The possible mechanism of apoptosis induced by procyanidins from lotus seedpod (LSPCs) in human hepatoma HepG2 cells was investigated. The 3-(4,5-dimethylthiazol-2-yl)-2,5-diphenyltetrazolium bromide (MTT) assay was performed to study the inhibitory effect of LSPCs on HepG2 cell proliferation, morphological changes in apoptotic nuclei were observed via Hoechst 33258 staining, and the percentage of apoptotic cells was calculated by double-staining flow cytometry using Annexin V conjugated to fluorescein isothiocyanate and propidium iodide. DNA damage, mitochondrial membrane potential, and expression levels of apoptotic proteins were determined by comet assay, JC-1 staining, and western blot, respectively.

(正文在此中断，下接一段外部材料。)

//! Student controllers.
//!
//! Students prove access with their own opaque token rather than with client
//! credentials. Status policy, applied on every token endpoint:
//!
//! - malformed token: 400
//! - well-formed token that matches no student: 404
//! - token valid but for a different legajo: 403

use crate::{
    context::RequestContext,
    error::AppError,
    models::student::StudentResponse,
    response::Envelope,
    services::photos::PhotoAccess,
    state::AppState,
    validation::{field_text, validate_dni, validate_legajo, validate_token},
};
use axum::{
    http::header,
    response::{IntoResponse, Response},
};
use serde_json::json;

fn unknown_token() -> AppError {
    AppError::NotFound("Alumno no encontrado o token inválido".to_string())
}

/// Resolve a student from its token.
///
/// # Endpoint
///
/// `POST /alumnos` with `{ "token": "…" }`
///
/// # Response (200 OK)
///
/// ```json
/// {
///   "status": 200,
///   "detalle": {
///     "alumno": {
///       "legajo": "1234",
///       "nombres": "Ana Perez",
///       "dni": "30111222",
///       "pertenece": true,
///       "foto": "alumnos/foto/1234?token=…"
///     }
///   }
/// }
/// ```
pub async fn find_by_token(state: &AppState, ctx: &RequestContext) -> Result<Envelope, AppError> {
    let body = ctx.json_body()?;
    let raw = field_text(body, "token")
        .ok_or_else(|| AppError::BadRequest("Token requerido".to_string()))?;
    let token = validate_token(&raw)?;

    let student = state
        .store
        .find_student_by_token(&token)
        .await?
        .ok_or_else(unknown_token)?;

    Ok(Envelope::ok(json!({
        "alumno": StudentResponse::new(student, &token)
    })))
}

/// Resolve a student's token from its DNI.
///
/// Public endpoint: only the token is returned, never other student fields.
pub async fn token_by_dni(state: &AppState, ctx: &RequestContext) -> Result<Envelope, AppError> {
    let body = ctx.json_body()?;
    let raw = field_text(body, "dni")
        .ok_or_else(|| AppError::BadRequest("DNI requerido".to_string()))?;
    let dni = validate_dni(&raw)?;

    let token = state
        .store
        .find_token_by_dni(&dni)
        .await?
        .ok_or_else(|| AppError::NotFound("Alumno no encontrado".to_string()))?;

    Ok(Envelope::ok(json!({ "token": token })))
}

/// Stream a student's photo.
///
/// # Endpoint
///
/// `GET /alumnos/foto/{legajo}?token=…`
///
/// On success the body is the raw image (`image/png` or `image/jpeg`), not an
/// envelope, and the access is appended to the photo access log. A failing
/// log append never fails the download.
pub async fn photo(
    state: &AppState,
    raw_legajo: &str,
    ctx: &RequestContext,
) -> Result<Response, AppError> {
    let legajo = validate_legajo(raw_legajo)?;
    let token = validate_token(ctx.query("token").unwrap_or_default())?;

    let student = state
        .store
        .find_student_by_token(&token)
        .await?
        .ok_or_else(unknown_token)?;

    if student.legajo.trim() != legajo {
        tracing::warn!(legajo = %legajo, "photo token belongs to another legajo");
        return Err(AppError::Forbidden(
            "Legajo no coincide con el token".to_string(),
        ));
    }

    let not_found = || AppError::NotFound("Imagen no encontrada".to_string());
    let reference = student
        .foto
        .as_deref()
        .map(str::trim)
        .filter(|f| !f.is_empty())
        .ok_or_else(not_found)?;
    let photo = state.photos.read(reference).await?.ok_or_else(not_found)?;

    let ip = ctx.client_ip();
    state
        .access_log
        .record(&PhotoAccess {
            legajo: &legajo,
            token: &token,
            ip: &ip,
            user_agent: ctx.user_agent(),
        })
        .await;

    Ok((
        [
            (header::CONTENT_TYPE, photo.content_type.to_string()),
            (header::CONTENT_LENGTH, photo.bytes.len().to_string()),
        ],
        photo.bytes,
    )
        .into_response())
}
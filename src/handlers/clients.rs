//! Client management controllers.
//!
//! - `POST /clientes` - Register a client and issue its credentials (public)
//! - `GET /clientes` - List all clients

use crate::{
    context::RequestContext,
    error::AppError,
    models::client::{ClientResponse, NewClient},
    response::Envelope,
    state::AppState,
    store::DUPLICATE_EMAIL,
    validation::{field_text, validate_email, validate_name},
};

/// List every client.
///
/// # Response (200 OK)
///
/// ```json
/// {
///   "status": 200,
///   "total": 1,
///   "detalle": [
///     { "id": 1, "nombre": "Ana", "apellido": "Perez", "email": "ana@example.com", "id_cliente": "…" }
///   ]
/// }
/// ```
///
/// Secret keys are never listed.
pub async fn index(state: &AppState) -> Result<Envelope, AppError> {
    let clients: Vec<ClientResponse> = state
        .store
        .list_clients()
        .await?
        .into_iter()
        .map(Into::into)
        .collect();

    Ok(Envelope::ok(&clients).with_total(clients.len()))
}

/// Register a client.
///
/// # Request Body
///
/// ```json
/// { "nombre": "Ana", "apellido": "Perez", "email": "ana@example.com" }
/// ```
///
/// # Response
///
/// - **201 Created**: `detalle` carries `id_cliente` and `llave_secreta`. This
///   is the only response that ever contains a secret key.
/// - **400**: missing or invalid field
/// - **409**: email already registered
pub async fn create(state: &AppState, ctx: &RequestContext) -> Result<Envelope, AppError> {
    let body = ctx.json_body()?;

    let (Some(nombre), Some(apellido), Some(email)) = (
        field_text(body, "nombre"),
        field_text(body, "apellido"),
        field_text(body, "email"),
    ) else {
        return Err(AppError::BadRequest(
            "Campos requeridos: nombre, apellido, email".to_string(),
        ));
    };

    let nombre = validate_name(&nombre, "nombre")?;
    let apellido = validate_name(&apellido, "apellido")?;
    let email = validate_email(&email)?;

    // The store's unique constraint catches concurrent registrations
    let clients = state.store.list_clients().await?;
    if clients.iter().any(|client| client.email == email) {
        return Err(AppError::Conflict(DUPLICATE_EMAIL.to_string()));
    }

    let credentials = state.issuer.issue(&nombre, &apellido, &email);

    let client = state
        .store
        .insert_client(NewClient {
            nombre,
            apellido,
            email,
            id_cliente: credentials.id_cliente.clone(),
            llave_secreta: credentials.llave_secreta.clone(),
        })
        .await?;
    tracing::info!(client_id = client.id, "client registered");

    Ok(Envelope::created(&credentials)
        .with_message("Cliente creado exitosamente. Se generaron sus credenciales"))
}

The results indicate that after treatment with LSPCs, HepG2 cell proliferation was significantly inhibited; there were obvious signs of apoptosis, including high chromatin condensation level, nuclear fragmentation, and karyopyknosis; and the number of chromatin-condensed cells increased from 3.86% to 42.76% (p<0.01). The percentage of viable cells decreased significantly and the proportion of apoptotic cells increased from 5.32% to 67.05% (p<0.01). Treatment with LSPCs caused DNA damage, loss of mitochondrial membrane potential, an increase in the protein expression levels of cytochrome C, caspase-3, and caspase-9, in addition to upregulation of Bax protein expression and downregulation of Bcl-2 protein expression. However, the apoptosis inhibitor Z-VAD reduced the inhibitory effect of LSPCs on HepG2 cell proliferation, significantly reduced nuclear condensation, inhibited mitochondrial damage and caspase protein expression, and eventually inhibited LSPC-induced apoptosis. Thus, the results show that LSPCs trigger apoptosis in HepG2 cells via the mitochondria-mediated, endogenous caspase pathway.